Nesse processo, a pandemia atual tornou evidente os limites da sociedade do mercado, o caráter trágico de injustiças da ordem social e modificou as condições da disputa política. Isto é, a pandemia também fez emergir novas maneiras de agir, pensar e sentir. Da favela de Paraisópolis, em São Paulo, aos moradores de rua em Montevideo e mulheres indígenas no Equador, a pandemia forçou o florescimento de novas formas de solidariedade e resistência e reafirmou a importância do Estado e das instituições internacionais.

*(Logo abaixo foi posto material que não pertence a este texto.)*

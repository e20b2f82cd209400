//! ATR-based volatility gate.
//!
//! The gate answers one question per symbol per scan: is this market
//! moving enough, relative to its own price, for an ATR-sized stop to
//! clear fees and noise. It fails closed when history is too short.

use crate::config::GateConfig;
use crate::types::Candle;
use anyhow::Result;
use rust_decimal::Decimal;

/// Average true range over the last `period` candles.
///
/// True range uses the usual three-way max against the previous close, so
/// `period + 1` candles are required. Returns `None` on insufficient data.
#[must_use]
pub fn average_true_range(candles: &[Candle], period: usize) -> Option<Decimal> {
    if period == 0 || candles.len() < period + 1 {
        return None;
    }

    let window = &candles[candles.len() - period - 1..];
    let mut sum = Decimal::ZERO;
    for pair in window.windows(2) {
        let previous_close = pair[0].close;
        let candle = &pair[1];
        let tr = (candle.high - candle.low)
            .max((candle.high - previous_close).abs())
            .max((candle.low - previous_close).abs());
        sum += tr;
    }

    Some(sum / Decimal::from(period))
}

/// ATR as a percentage of the latest close.
#[must_use]
pub fn atr_percent(atr: Decimal, close: Decimal) -> Option<Decimal> {
    if close <= Decimal::ZERO {
        return None;
    }
    Some(atr / close * Decimal::ONE_HUNDRED)
}

/// Outcome of a gate check, kept for logging alongside the pass/fail bit.
#[derive(Debug, Clone, Copy)]
pub struct GateVerdict {
    pub passed: bool,
    pub atr: Option<Decimal>,
    pub atr_pct: Option<Decimal>,
}

pub struct VolatilityGate {
    enabled: bool,
    min_atr_pct: Decimal,
    lookback: usize,
}

impl VolatilityGate {
    /// # Errors
    ///
    /// Returns an error if the configured threshold is negative, not
    /// representable as a decimal, or the lookback is zero.
    pub fn new(config: &GateConfig) -> Result<Self> {
        let min_atr_pct = Decimal::try_from(config.min_atr_pct)?;
        if min_atr_pct < Decimal::ZERO {
            anyhow::bail!("gate min_atr_pct must be non-negative");
        }
        if config.lookback == 0 {
            anyhow::bail!("gate lookback must be at least 1");
        }
        Ok(Self {
            enabled: config.enabled,
            min_atr_pct,
            lookback: config.lookback,
        })
    }

    /// Checks a symbol's recent candles against the threshold.
    ///
    /// Disabled gates pass everything. An enabled gate with too little
    /// history fails the symbol; a market we cannot measure is skipped,
    /// not traded.
    #[must_use]
    pub fn permits(&self, candles: &[Candle]) -> GateVerdict {
        if !self.enabled {
            return GateVerdict {
                passed: true,
                atr: None,
                atr_pct: None,
            };
        }

        let Some(atr) = average_true_range(candles, self.lookback) else {
            return GateVerdict {
                passed: false,
                atr: None,
                atr_pct: None,
            };
        };

        let atr_pct = candles
            .last()
            .and_then(|candle| atr_percent(atr, candle.close));

        GateVerdict {
            passed: atr_pct.is_some_and(|pct| pct >= self.min_atr_pct),
            atr: Some(atr),
            atr_pct,
        }
    }
}

#[cfg(test)]
mod tests {
    use super::*;
    use chrono::{TimeZone, Utc};
    use rust_decimal_macros::dec;

    fn flat_candles(count: usize, close: Decimal, range: Decimal) -> Vec<Candle> {
        (0..count)
            .map(|i| Candle {
                open_time: Utc.timestamp_opt(1_700_000_000 + i as i64 * 900, 0).unwrap(),
                open: close,
                high: close + range,
                low: close - range,
                close,
                volume: dec!(1000),
            })
            .collect()
    }

    fn gate(enabled: bool, min_atr_pct: f64) -> VolatilityGate {
        VolatilityGate::new(&GateConfig {
            enabled,
            min_atr_pct,
            lookback: 14,
        })
        .unwrap()
    }

    #[test]
    fn atr_of_constant_range_candles_is_the_range() {
        // high - low = 40 on every candle, no gaps between closes.
        let candles = flat_candles(20, dec!(20000), dec!(20));
        let atr = average_true_range(&candles, 14).unwrap();
        assert_eq!(atr, dec!(40));
    }

    #[test]
    fn atr_requires_period_plus_one_candles() {
        let candles = flat_candles(14, dec!(20000), dec!(20));
        assert!(average_true_range(&candles, 14).is_none());
        assert!(average_true_range(&candles, 0).is_none());
    }

    #[test]
    fn quiet_market_is_gated_and_volatile_market_passes() {
        let gate = gate(true, 0.5);

        // ATR 60 on a 20000 close -> 0.3%, below the 0.5% threshold.
        let quiet = flat_candles(20, dec!(20000), dec!(30));
        let verdict = gate.permits(&quiet);
        assert!(!verdict.passed);
        assert_eq!(verdict.atr_pct, Some(dec!(0.3)));

        // ATR 400 on a 20000 close -> 2.0%.
        let volatile = flat_candles(20, dec!(20000), dec!(200));
        let verdict = gate.permits(&volatile);
        assert!(verdict.passed);
        assert_eq!(verdict.atr_pct, Some(dec!(2.0)));
    }

    #[test]
    fn disabled_gate_passes_without_measuring() {
        let gate = gate(false, 0.5);
        let verdict = gate.permits(&[]);
        assert!(verdict.passed);
        assert!(verdict.atr.is_none());
    }

    #[test]
    fn enabled_gate_fails_closed_on_short_history() {
        let gate = gate(true, 0.5);
        let verdict = gate.permits(&flat_candles(5, dec!(20000), dec!(200)));
        assert!(!verdict.passed);
        assert!(verdict.atr.is_none());
    }

    #[test]
    fn negative_threshold_is_rejected() {
        let result = VolatilityGate::new(&GateConfig {
            enabled: true,
            min_atr_pct: -0.1,
            lookback: 14,
        });
        assert!(result.is_err());
    }
}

Só o tempo dirá se da experiência global de sofrimento tomará forma uma nova visão de comunidade política, mais inclusiva e cosmopolita. Isso significa que, se é razoável afirmar que a COVID-19 perderá em urgência epidemiológica com o avanço da vacinação, o mesmo não se pode dizer de suas implicações sociais, políticas, econômicas e culturais.

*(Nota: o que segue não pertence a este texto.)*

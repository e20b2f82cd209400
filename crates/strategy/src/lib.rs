pub mod bollinger;
pub mod ema_trend;
pub mod horizon;
pub mod indicators;
pub mod macd_momentum;
pub mod rsi_reversal;
pub mod scorer;
pub mod scorer_set;

pub use bollinger::BollingerScorer;
pub use ema_trend::EmaTrendScorer;
pub use horizon::{classify_trend, HorizonAnalyzer};
pub use macd_momentum::MacdMomentumScorer;
pub use rsi_reversal::RsiReversalScorer;
pub use scorer::{Scorer, ScorerInput};
pub use scorer_set::ScorerSet;
pub mod handlers;
pub mod server;

pub use server::{ApiServer, ApiState};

A América Latina foi a região mais afetada do planeta. Disfuncionalidades sistêmicas crônicas, corrupção sistemática, neoliberalismo, sub-financiamento do sistema de saúde, desigualdades extremas – a pandemia conferiu um realismo mórbido a problemas estruturais da região. Este livro aborda esses problemas. A América Latina frente ao governo da COVID-19 foi redigido por pesquisadores da Rede Latino-Americana SARS-CoV-2, Poder e Sociedade (RedSars2), sediada no Colégio Latino-Americano de Estudos Mundiais, que é um Programa da Faculdade Latino-Americana de Ciências Sociais (FLACSO/Brasil). Fundada em setembro de 2020, a RedSars2 germinou da desarticulação prematura de outra rede, a Pouvoirs et Sociétés face à la Crise du COVID-19 (Posoc-19). Não fosse o empenho dos fundadores da Posoc-19, a RedSars2 e este livro talvez não tivessem nascido. Por isso, gostaríamos de registrar nosso agradecimento aos fundadores da Posoc-19, Jean-Michel de Waele e Laurent Sermet.

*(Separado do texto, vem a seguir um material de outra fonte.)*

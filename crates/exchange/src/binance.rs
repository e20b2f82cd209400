//! Binance USD-M futures REST gateway.

use crate::gateway::{ExchangeGateway, GatewayError, OrderFill};
use async_trait::async_trait;
use chrono::{TimeZone, Utc};
use governor::{clock::DefaultClock, state::InMemoryState, Quota, RateLimiter};
use hmac::{Hmac, Mac};
use quorum_core::types::{Candle, Horizon, Side};
use reqwest::Client;
use rust_decimal::Decimal;
use sha2::Sha256;
use std::num::NonZeroU32;
use std::str::FromStr;
use std::sync::Arc;

type HmacSha256 = Hmac<Sha256>;
type DirectLimiter = RateLimiter<governor::state::direct::NotKeyed, InMemoryState, DefaultClock>;

const RECV_WINDOW_MS: u32 = 5000;

struct Credentials {
    api_key: String,
    api_secret: String,
}

pub struct BinanceFuturesGateway {
    http_client: Client,
    base_url: String,
    credentials: Option<Credentials>,
    rate_limiter: Arc<DirectLimiter>,
}

impl BinanceFuturesGateway {
    /// Unauthenticated gateway: market data only. Signed calls fail with
    /// `Rejected`, which paper mode never issues.
    #[must_use]
    pub fn public(base_url: String) -> Self {
        Self::build(base_url, None)
    }

    #[must_use]
    pub fn signed(base_url: String, api_key: String, api_secret: String) -> Self {
        Self::build(base_url, Some(Credentials { api_key, api_secret }))
    }

    fn build(base_url: String, credentials: Option<Credentials>) -> Self {
        // Binance allows 2400 request weight per minute; 10/s stays far
        // under it even with multi-horizon candle fetches.
        let quota = Quota::per_second(NonZeroU32::new(10).unwrap_or(NonZeroU32::MIN));
        Self {
            http_client: Client::new(),
            base_url,
            credentials,
            rate_limiter: Arc::new(RateLimiter::direct(quota)),
        }
    }

    async fn get_public(&self, endpoint: &str, query: &str) -> Result<serde_json::Value, GatewayError> {
        self.rate_limiter.until_ready().await;
        let url = format!("{}{}?{}", self.base_url, endpoint, query);
        let response = self.http_client.get(&url).send().await?;
        if !response.status().is_success() {
            let body = response.text().await.unwrap_or_default();
            return Err(GatewayError::Malformed(format!("{endpoint}: {body}")));
        }
        Ok(response.json().await?)
    }

    fn sign(&self, query: &str) -> Result<(String, &str), GatewayError> {
        let credentials = self
            .credentials
            .as_ref()
            .ok_or_else(|| GatewayError::Rejected("signed endpoint requires credentials".to_string()))?;

        let mut mac = HmacSha256::new_from_slice(credentials.api_secret.as_bytes())
            .map_err(|e| GatewayError::Malformed(format!("invalid API secret: {e}")))?;
        mac.update(query.as_bytes());
        let signature = hex::encode(mac.finalize().into_bytes());
        Ok((
            format!("{query}&signature={signature}"),
            credentials.api_key.as_str(),
        ))
    }

    async fn get_signed(&self, endpoint: &str, query: &str) -> Result<serde_json::Value, GatewayError> {
        self.rate_limiter.until_ready().await;
        let query = format!(
            "{query}&recvWindow={RECV_WINDOW_MS}&timestamp={}",
            Utc::now().timestamp_millis()
        );
        let (signed_query, api_key) = self.sign(&query)?;
        let url = format!("{}{}?{}", self.base_url, endpoint, signed_query);
        let response = self
            .http_client
            .get(&url)
            .header("X-MBX-APIKEY", api_key)
            .send()
            .await?;
        if !response.status().is_success() {
            let body = response.text().await.unwrap_or_default();
            return Err(GatewayError::Malformed(format!("{endpoint}: {body}")));
        }
        Ok(response.json().await?)
    }

    async fn post_signed(&self, endpoint: &str, query: &str) -> Result<serde_json::Value, GatewayError> {
        self.rate_limiter.until_ready().await;
        let query = format!(
            "{query}&recvWindow={RECV_WINDOW_MS}&timestamp={}",
            Utc::now().timestamp_millis()
        );
        let (signed_query, api_key) = self.sign(&query)?;
        let url = format!("{}{}?{}", self.base_url, endpoint, signed_query);
        let response = self
            .http_client
            .post(&url)
            .header("X-MBX-APIKEY", api_key)
            .send()
            .await?;
        let status = response.status();
        let body = response.text().await.unwrap_or_default();
        if status.is_client_error() {
            // Binance encodes rejections (bad quantity, filters, margin)
            // as 4xx with a JSON error body.
            return Err(GatewayError::Rejected(body));
        }
        if !status.is_success() {
            return Err(GatewayError::Malformed(format!("{endpoint}: {body}")));
        }
        serde_json::from_str(&body)
            .map_err(|e| GatewayError::Malformed(format!("{endpoint}: {e}")))
    }

    async fn market_order(
        &self,
        symbol: &str,
        order_side: &str,
        quantity: Decimal,
        reduce_only: bool,
    ) -> Result<OrderFill, GatewayError> {
        if quantity <= Decimal::ZERO {
            return Err(GatewayError::Rejected(format!(
                "quantity {quantity} below exchange minimum"
            )));
        }

        let mut query = format!(
            "symbol={symbol}&side={order_side}&type=MARKET&quantity={quantity}&newOrderRespType=RESULT"
        );
        if reduce_only {
            query.push_str("&reduceOnly=true");
        }

        let json = self.post_signed("/fapi/v1/order", &query).await?;
        let status = json_str(&json, "status")?;
        if status != "FILLED" && status != "PARTIALLY_FILLED" {
            return Err(GatewayError::Rejected(format!("order status {status}")));
        }

        Ok(OrderFill {
            price: json_decimal(&json, "avgPrice")?,
            quantity: json_decimal(&json, "executedQty")?,
        })
    }
}

fn json_str<'a>(value: &'a serde_json::Value, field: &str) -> Result<&'a str, GatewayError> {
    value
        .get(field)
        .and_then(|v| v.as_str())
        .ok_or_else(|| GatewayError::Malformed(format!("missing field {field}")))
}

fn json_decimal(value: &serde_json::Value, field: &str) -> Result<Decimal, GatewayError> {
    let raw = json_str(value, field)?;
    Decimal::from_str(raw).map_err(|e| GatewayError::Malformed(format!("{field} = {raw}: {e}")))
}

fn parse_kline(row: &serde_json::Value) -> Result<Candle, GatewayError> {
    let fields = row
        .as_array()
        .ok_or_else(|| GatewayError::Malformed("kline row is not an array".to_string()))?;
    if fields.len() < 6 {
        return Err(GatewayError::Malformed("kline row too short".to_string()));
    }

    let open_millis = fields[0]
        .as_i64()
        .ok_or_else(|| GatewayError::Malformed("kline open time is not an integer".to_string()))?;
    let open_time = Utc
        .timestamp_millis_opt(open_millis)
        .single()
        .ok_or_else(|| GatewayError::Malformed(format!("kline open time {open_millis}")))?;

    let decimal_at = |index: usize, name: &str| -> Result<Decimal, GatewayError> {
        let raw = fields[index]
            .as_str()
            .ok_or_else(|| GatewayError::Malformed(format!("kline {name} is not a string")))?;
        Decimal::from_str(raw).map_err(|e| GatewayError::Malformed(format!("kline {name}: {e}")))
    };

    Ok(Candle {
        open_time,
        open: decimal_at(1, "open")?,
        high: decimal_at(2, "high")?,
        low: decimal_at(3, "low")?,
        close: decimal_at(4, "close")?,
        volume: decimal_at(5, "volume")?,
    })
}

#[async_trait]
impl ExchangeGateway for BinanceFuturesGateway {
    async fn get_candles(
        &self,
        symbol: &str,
        horizon: Horizon,
        limit: usize,
    ) -> Result<Vec<Candle>, GatewayError> {
        let query = format!(
            "symbol={symbol}&interval={}&limit={limit}",
            horizon.interval()
        );
        let json = self.get_public("/fapi/v1/klines", &query).await?;
        let rows = json
            .as_array()
            .ok_or_else(|| GatewayError::Malformed("klines response is not an array".to_string()))?;
        rows.iter().map(parse_kline).collect()
    }

    async fn get_current_price(&self, symbol: &str) -> Result<Decimal, GatewayError> {
        let json = self
            .get_public("/fapi/v1/ticker/price", &format!("symbol={symbol}"))
            .await?;
        json_decimal(&json, "price")
    }

    async fn get_account_balance(&self) -> Result<Decimal, GatewayError> {
        let json = self.get_signed("/fapi/v2/balance", "").await?;
        let entries = json
            .as_array()
            .ok_or_else(|| GatewayError::Malformed("balance response is not an array".to_string()))?;
        for entry in entries {
            if entry.get("asset").and_then(|v| v.as_str()) == Some("USDT") {
                return json_decimal(entry, "availableBalance");
            }
        }
        Err(GatewayError::Malformed("no USDT balance entry".to_string()))
    }

    async fn place_order(
        &self,
        symbol: &str,
        side: Side,
        quantity: Decimal,
    ) -> Result<OrderFill, GatewayError> {
        let order_side = match side {
            Side::Long => "BUY",
            Side::Short => "SELL",
        };
        self.market_order(symbol, order_side, quantity, false).await
    }

    async fn close_position(
        &self,
        symbol: &str,
        side: Side,
        quantity: Decimal,
    ) -> Result<OrderFill, GatewayError> {
        let order_side = match side {
            Side::Long => "SELL",
            Side::Short => "BUY",
        };
        self.market_order(symbol, order_side, quantity, true).await
    }
}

É em contextos de crise aguda como o que atravessamos que a universidade e as redes de pesquisa se revestem de importância histórica particular. Primeiro, pelo registro; é muito provável que outras pandemias desse porte surjam, e o que escrevemos, hoje, certamente terá algum proveito para aqueles que virão. Segundo, porque a universidade pode oferecer algum esclarecimento sobre aquilo que nos aflige. Por fim, porque, para enfrentar o desconhecido, precisamos unir forças, na tentativa de elevar o presente histórico ao pensamento. É com essa concepção crítica e colaborativa de conhecimento científico que este livro foi organizado.
Historicamente, sabemos que epidemias não se reduzem ao adoecimento e à morte. Elas decorrem de vulnerabilidades produzidas pela própria sociedade, da urbanização precária, de guerras, do desmatamento, da circulação crescente de pessoas, inter alia. São eventos biológicos com implicações existenciais, que envolvem incerteza, medo e desorientação, assim como autoquestionamento e aprendizagem. O esforço de dar sentido à catástrofe que encarnam, portanto, nos leva a acessar características estruturantes da experiência humana e da transformação social. Esperamos que, de alguma maneira, este livro contribua com essa busca.